Celle de Heiner Müller, M. prendra le relais, toujours sous les traits d’une Daniély Francisque remontée à bloc. Combattante, elle déverse sa vindicte acide sur un Jason qui, ici, n’aura pas la réplique. Enfin, tous les acteurs réunis mêleront leurs voix pour raconter l’acte innommable de Médée : pas de sang versé ici mais, sous une lumière rouge, le récit de multiples infanticides, comme autant de faits divers d’aujourd’hui. Le chant d’amour du début, telle une berceuse nostalgique, clôt en douceur cet élégant spectacle, tout en nuances.
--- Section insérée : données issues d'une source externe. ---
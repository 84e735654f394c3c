//! The manager session: the single object problem logic talks to.
//!
//! A session is built once at startup, either by negotiating with the
//! orchestrator ([`SessionBuilder::negotiate`]) or from instance paths given
//! on the command line ([`SessionBuilder::fixed`]). It ends with
//! [`Session::finish`], which consumes it, so a second verdict cannot be
//! emitted.
//!
//! Instance pipes that fail to open do not fail the build: the session is
//! returned with a startup failure recorded, and finishing it emits the
//! failure verdict inside the normal shutdown handshake.

use tracing::{error, info, instrument, warn};

use crate::core::verdict::Verdict;
use crate::core::wire::InstanceCount;
use crate::error::SessionError;
use crate::exit_codes;
use crate::io::channel::{ChannelOpener, FifoOpener};
use crate::io::config::ManagerConfig;
use crate::io::emitter::VerdictEmitter;
use crate::io::handshake::HandshakeClient;
use crate::io::kill::KillSwitch;
use crate::io::lifecycle::{Lifecycle, RestartOutcome};
use crate::io::registry::{Instance, InstancePaths};
use crate::trace::ProtocolTrace;

/// Collects everything needed before the first pipe is opened.
pub struct SessionBuilder<O: ChannelOpener = FifoOpener> {
    opener: O,
    config: ManagerConfig,
    kill: Option<(String, String)>,
    emitter: Option<VerdictEmitter>,
}

impl SessionBuilder<FifoOpener> {
    pub fn new(config: ManagerConfig) -> Self {
        Self {
            opener: FifoOpener,
            config,
            kill: None,
            emitter: None,
        }
    }
}

impl<O: ChannelOpener> SessionBuilder<O> {
    /// Use a different source of pipe handles.
    pub fn with_opener<P: ChannelOpener>(self, opener: P) -> SessionBuilder<P> {
        SessionBuilder {
            opener,
            config: self.config,
            kill: self.kill,
            emitter: self.emitter,
        }
    }

    /// Attach the kill-request pipe and its confirmation pipe.
    pub fn kill_switch(
        mut self,
        request: impl Into<String>,
        confirmation: impl Into<String>,
    ) -> Self {
        self.kill = Some((request.into(), confirmation.into()));
        self
    }

    /// Replace the stderr/stdout verdict sinks.
    pub fn emitter(mut self, emitter: VerdictEmitter) -> Self {
        self.emitter = Some(emitter);
        self
    }

    /// Enable protocol tracing. The config must name a `log_file`, or the
    /// build fails validation.
    pub fn trace(mut self, enabled: bool) -> Self {
        self.config.trace = enabled;
        self
    }

    fn open_kill_switch(&self, trace: ProtocolTrace) -> Result<Option<KillSwitch>, SessionError> {
        match &self.kill {
            Some((request, confirmation)) => Ok(Some(KillSwitch::open(
                &self.opener,
                request,
                confirmation,
                trace,
            )?)),
            None => Ok(None),
        }
    }

    /// Open the control pair, negotiate `config.instances` instances and open them.
    #[instrument(skip_all, fields(control_out, control_in))]
    pub fn negotiate(
        self,
        control_out: &str,
        control_in: &str,
    ) -> Result<Session<O>, SessionError> {
        self.config.validate()?;
        let count = InstanceCount::new(self.config.instances)?;
        let trace = ProtocolTrace::new(self.config.trace);

        let handshake = HandshakeClient::open(&self.opener, control_out, control_in, trace)?;
        let kill = self.open_kill_switch(trace)?;
        let lifecycle = Lifecycle::negotiated(
            self.opener,
            handshake,
            kill,
            count,
            self.config.time_limit,
            self.config.open_order,
            trace,
        )?;
        info!(instances = count.get(), "session negotiated");
        into_session(lifecycle, self.emitter, self.config)
    }

    /// Open instances on known paths without talking to the orchestrator.
    #[instrument(skip_all, fields(instances = paths.len()))]
    pub fn fixed(self, paths: Vec<InstancePaths>) -> Result<Session<O>, SessionError> {
        self.config.validate()?;
        InstanceCount::new(paths.len())?;
        let trace = ProtocolTrace::new(self.config.trace);

        let kill = self.open_kill_switch(trace)?;
        let lifecycle =
            Lifecycle::fixed(self.opener, paths, kill, self.config.open_order, trace)?;
        info!(instances = lifecycle.instance_count(), "session registered fixed paths");
        into_session(lifecycle, self.emitter, self.config)
    }
}

/// Open the instances and wrap everything into a [`Session`].
fn into_session<O: ChannelOpener>(
    mut lifecycle: Lifecycle<O>,
    emitter: Option<VerdictEmitter>,
    config: ManagerConfig,
) -> Result<Session<O>, SessionError> {
    let startup_failure = match lifecycle.open_instances() {
        Ok(()) => None,
        Err(err) if err.is_fatal() => return Err(err),
        Err(err) => {
            warn!(%err, "instances failed to open");
            Some(err)
        }
    };
    Ok(Session {
        lifecycle,
        emitter: emitter.unwrap_or_else(VerdictEmitter::stdio),
        config,
        startup_failure,
    })
}

pub struct Session<O: ChannelOpener = FifoOpener> {
    lifecycle: Lifecycle<O>,
    emitter: VerdictEmitter,
    config: ManagerConfig,
    startup_failure: Option<SessionError>,
}

impl<O: ChannelOpener> Session<O> {
    pub fn config(&self) -> &ManagerConfig {
        &self.config
    }

    pub fn instance_count(&self) -> usize {
        self.lifecycle.instance_count()
    }

    /// Why the instances could not be opened, if they could not.
    pub fn startup_failure(&self) -> Option<&SessionError> {
        self.startup_failure.as_ref()
    }

    /// Borrow instance `index` for message exchange.
    pub fn instance(&mut self, index: usize) -> Result<&mut Instance, SessionError> {
        self.lifecycle.instance(index)
    }

    pub fn is_negotiated(&self) -> bool {
        self.lifecycle.is_negotiated()
    }

    pub fn has_kill_switch(&self) -> bool {
        self.lifecycle.has_kill_switch()
    }

    /// True once the orchestrator has refused a restart.
    pub fn is_terminated(&self) -> bool {
        self.lifecycle.is_aborted()
    }

    pub fn restart(&mut self) -> Result<RestartOutcome, SessionError> {
        self.lifecycle.restart()
    }

    /// Like [`Session::restart`], but an abort becomes `Err(SessionError::Aborted)`.
    pub fn restart_or_abort(&mut self) -> Result<(), SessionError> {
        match self.restart()? {
            RestartOutcome::Survived => Ok(()),
            RestartOutcome::Aborted => Err(SessionError::Aborted),
        }
    }

    /// End the current phase and negotiate `instances` new instances.
    pub fn next_phase(
        &mut self,
        instances: usize,
        time_limit: u32,
    ) -> Result<RestartOutcome, SessionError> {
        let count = InstanceCount::new(instances)?;
        self.lifecycle.next_phase(count, time_limit)
    }

    pub fn kill_and_wait(&mut self) -> Result<(), SessionError> {
        self.lifecycle.kill_and_wait()
    }

    /// Emit `verdict` inside the shutdown handshake.
    ///
    /// After an aborted restart only the verdict is written; the
    /// orchestrator is no longer listening. A session whose instances never
    /// opened emits the failure verdict instead of `verdict`.
    #[instrument(skip_all)]
    pub fn finish(mut self, verdict: Verdict) -> Result<(), SessionError> {
        let verdict = match self.startup_failure {
            Some(_) => Verdict::zero(self.config.failure_message.clone()),
            None => verdict,
        };
        if self.lifecycle.is_aborted() {
            self.emitter.emit(&verdict)?;
            return Ok(());
        }
        self.lifecycle
            .announce_shutdown(self.config.notify_instances_on_shutdown);
        let emitted = self.emitter.emit(&verdict);
        self.lifecycle.await_shutdown();
        emitted?;
        Ok(())
    }

    /// [`Session::finish`], then exit the process.
    pub fn finish_and_exit(self, verdict: Verdict) -> ! {
        let code = match self.finish(verdict) {
            Ok(()) => exit_codes::OK,
            Err(err) => {
                error!(%err, "could not emit verdict");
                exit_codes::INVALID
            }
        };
        std::process::exit(code)
    }
}

/// Run problem logic and always end with a verdict.
///
/// - `Ok(verdict)` is emitted as is.
/// - `SessionError::Aborted` becomes a zero verdict with `abort_message`.
/// - Protocol violations are returned without a verdict.
/// - Any other error becomes a zero verdict with `failure_message`.
///
/// `logic` is not run when the instances failed to open.
pub fn run_session<O, F>(mut session: Session<O>, logic: F) -> Result<(), SessionError>
where
    O: ChannelOpener,
    F: FnOnce(&mut Session<O>) -> Result<Verdict, SessionError>,
{
    if session.startup_failure.is_some() {
        let verdict = Verdict::zero(session.config.failure_message.clone());
        return session.finish(verdict);
    }
    let verdict = match logic(&mut session) {
        Ok(verdict) => verdict,
        Err(err) if err.is_fatal() => {
            error!(%err, "protocol violation, no verdict");
            return Err(err);
        }
        Err(SessionError::Aborted) => {
            info!("orchestrator aborted the run");
            Verdict::zero(session.config.abort_message.clone())
        }
        Err(err) => {
            warn!(%err, "problem logic failed");
            Verdict::zero(session.config.failure_message.clone())
        }
    };
    session.finish(verdict)
}
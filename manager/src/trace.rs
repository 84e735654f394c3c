//! Optional per-transition protocol tracing.
//!
//! When enabled, every control or instance exchange emits a `debug` event on
//! the `pipe_manager::protocol` target carrying the call site, so a manager
//! can be debugged against a live orchestrator with
//! `RUST_LOG=pipe_manager::protocol=debug`.

use std::panic::Location;

use tracing::debug;

#[derive(Debug, Clone, Copy, Default, PartialEq, Eq)]
pub struct ProtocolTrace {
    enabled: bool,
}

impl ProtocolTrace {
    pub fn new(enabled: bool) -> Self {
        Self { enabled }
    }

    pub fn enabled(&self) -> bool {
        self.enabled
    }

    /// Record one protocol step on `channel`.
    #[track_caller]
    pub fn step(&self, channel: &str, what: &str) {
        if !self.enabled {
            return;
        }
        let caller = Location::caller();
        debug!(
            target: "pipe_manager::protocol",
            file = caller.file(),
            line = caller.line(),
            channel,
            "{what}"
        );
    }

    /// Record bytes moving over `channel`, rendered lossily.
    #[track_caller]
    pub fn bytes(&self, channel: &str, direction: &str, bytes: &[u8]) {
        if !self.enabled {
            return;
        }
        let caller = Location::caller();
        let payload = String::from_utf8_lossy(bytes);
        debug!(
            target: "pipe_manager::protocol",
            file = caller.file(),
            line = caller.line(),
            channel,
            direction,
            payload = %payload.escape_debug(),
            "transfer"
        );
    }
}
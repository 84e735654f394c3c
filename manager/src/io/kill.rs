//! Dedicated kill-request channel.
//!
//! The manager writes `"<3"` and closes the request pipe; the orchestrator
//! kills the instances, flushes whatever they were writing, and then writes
//! (or just closes) the confirmation pipe.

use tracing::{debug, info};

use crate::core::wire::KILL_TOKEN;
use crate::error::ProtocolError;
use crate::io::channel::{ChannelOpener, InboundPipe, OutboundPipe};
use crate::trace::ProtocolTrace;

const CHANNEL: &str = "kill";

#[derive(Debug, Clone, Copy, PartialEq, Eq)]
pub enum KillState {
    Armed,
    Requested,
    Confirmed,
}

pub struct KillSwitch {
    request: OutboundPipe,
    confirmation: InboundPipe,
    state: KillState,
    trace: ProtocolTrace,
}

impl KillSwitch {
    /// Open the request pipe, then the confirmation pipe.
    pub fn open<O: ChannelOpener + ?Sized>(
        opener: &O,
        request_path: &str,
        confirmation_path: &str,
        trace: ProtocolTrace,
    ) -> Result<Self, ProtocolError> {
        let request = OutboundPipe::open(opener, request_path)?;
        let confirmation = InboundPipe::open(opener, confirmation_path)?;
        trace.step(CHANNEL, "kill channel open");
        Ok(Self {
            request,
            confirmation,
            state: KillState::Armed,
            trace,
        })
    }

    pub fn state(&self) -> KillState {
        self.state
    }

    /// Write the kill token and close the request pipe. No-op unless armed.
    pub fn request(&mut self) -> Result<(), ProtocolError> {
        if self.state != KillState::Armed {
            return Ok(());
        }
        self.trace.bytes(CHANNEL, ">>", KILL_TOKEN);
        let written = self.request.write(KILL_TOKEN);
        self.request.close();
        self.state = KillState::Requested;
        written?;
        info!("kill requested");
        Ok(())
    }

    /// Block for one confirmation byte (any value, or EOF). No-op unless a
    /// kill was requested and not yet confirmed.
    pub fn await_confirmation(&mut self) -> Result<(), ProtocolError> {
        if self.state != KillState::Requested {
            return Ok(());
        }
        let byte = self.confirmation.read_byte();
        self.confirmation.close();
        self.state = KillState::Confirmed;
        let byte = byte?;
        self.trace.step(CHANNEL, "<< confirmation");
        debug!(received = byte.is_some(), "kill confirmed");
        Ok(())
    }

    pub fn close(&mut self) {
        self.request.close();
        self.confirmation.close();
    }
}

#[cfg(test)]
mod tests {
    use super::*;
    use crate::test_support::{ChannelEvent, ChannelLog, ScriptedOpener};

    const KILL: &str = "/abort/sq";
    const CONFIRM: &str = "/abort/mq";

    fn switch(confirmation: &[u8]) -> (KillSwitch, ChannelLog) {
        let log = ChannelLog::default();
        let opener = ScriptedOpener::new(log.clone()).script(CONFIRM, confirmation);
        let switch =
            KillSwitch::open(&opener, KILL, CONFIRM, ProtocolTrace::default()).expect("open");
        (switch, log)
    }

    #[test]
    fn request_then_confirm() {
        let (mut switch, log) = switch(b"K");
        switch.request().expect("request");
        switch.await_confirmation().expect("confirm");

        assert_eq!(switch.state(), KillState::Confirmed);
        let kill_events = log.events_for(KILL);
        assert_eq!(
            kill_events[1..],
            [
                ChannelEvent::Write {
                    path: KILL.to_string(),
                    bytes: b"<3".to_vec()
                },
                ChannelEvent::Close {
                    path: KILL.to_string(),
                    direction: crate::io::channel::Direction::Write
                },
            ]
        );
    }

    #[test]
    fn eof_counts_as_confirmation() {
        let (mut switch, _log) = switch(b"");
        switch.request().expect("request");
        switch.await_confirmation().expect("confirm");
        assert_eq!(switch.state(), KillState::Confirmed);
    }

    #[test]
    fn repeated_calls_are_no_ops() {
        let (mut switch, log) = switch(b"KK");
        switch.request().expect("request");
        switch.request().expect("request again");
        switch.await_confirmation().expect("confirm");
        switch.await_confirmation().expect("confirm again");

        assert_eq!(log.written(KILL), b"<3");
        let reads = log
            .events_for(CONFIRM)
            .iter()
            .filter(|event| matches!(event, ChannelEvent::Read { .. }))
            .count();
        assert_eq!(reads, 1);
    }

    #[test]
    fn confirmation_without_request_does_not_block() {
        let (mut switch, log) = switch(b"K");
        switch.await_confirmation().expect("no-op");
        assert_eq!(switch.state(), KillState::Armed);
        assert!(log.written(KILL).is_empty());
    }
}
Racine fait dire à Médée: « Que me reste-t-il ? Moi – Moi, dis-je, et c’est assez ». Et, tout au long de la pièce, l’héroïne reste fidèle à elle-même, digne dans sa douleur, allant jusqu’au bout de sa haine et de sa révolte. Et nous, que retiendrons nous de cette histoire complexe, qui a traversé les époques sans prendre une ride ? Un portrait composite où Astrid Bayiha mêle habilement les écritures et les chants. Un procès intenté à Jason où, par la voix des autrices d’aujourd’hui, la balance penche surtout en faveur de Médée. Et si au soir de la première subsistaient quelques longueurs, si par endroits on voyait encore les coutures de ce subtil tissage textuel, le voyage en vaut la peine et nous incite à relire ces Médée. Mireille Davidovici

M comme Médée, d’Astrid Bayiha : jusqu’au 25/11, au Théâtre de la Tempête, Cartoucherie de Vincennes, route du Champ-de-Manœuvre, 75012 Paris (Tel. : 01.43.28.36.36).

Adaptation d’après : Médée, poème enragé de Jean-René Lemoine, Manhattan Medea de Dea Loher (trad. Laurent Muhleisen et Olivier Balagna), Medealand  de Sara Stridsberg (traduction Marianne Ségol-Samoy), Médée de Sénèque (traduction Florence Dupont), Médée d’Euripide (traduction Florence Dupont), Médée de Jean Anouilh, Médée-Matériau de Heiner Müller (traduction de Jean Jourdheuil, Heinz Schwarzinger, Jean- François Peyret, Jean-Louis Besson, Jean-Louis Backès).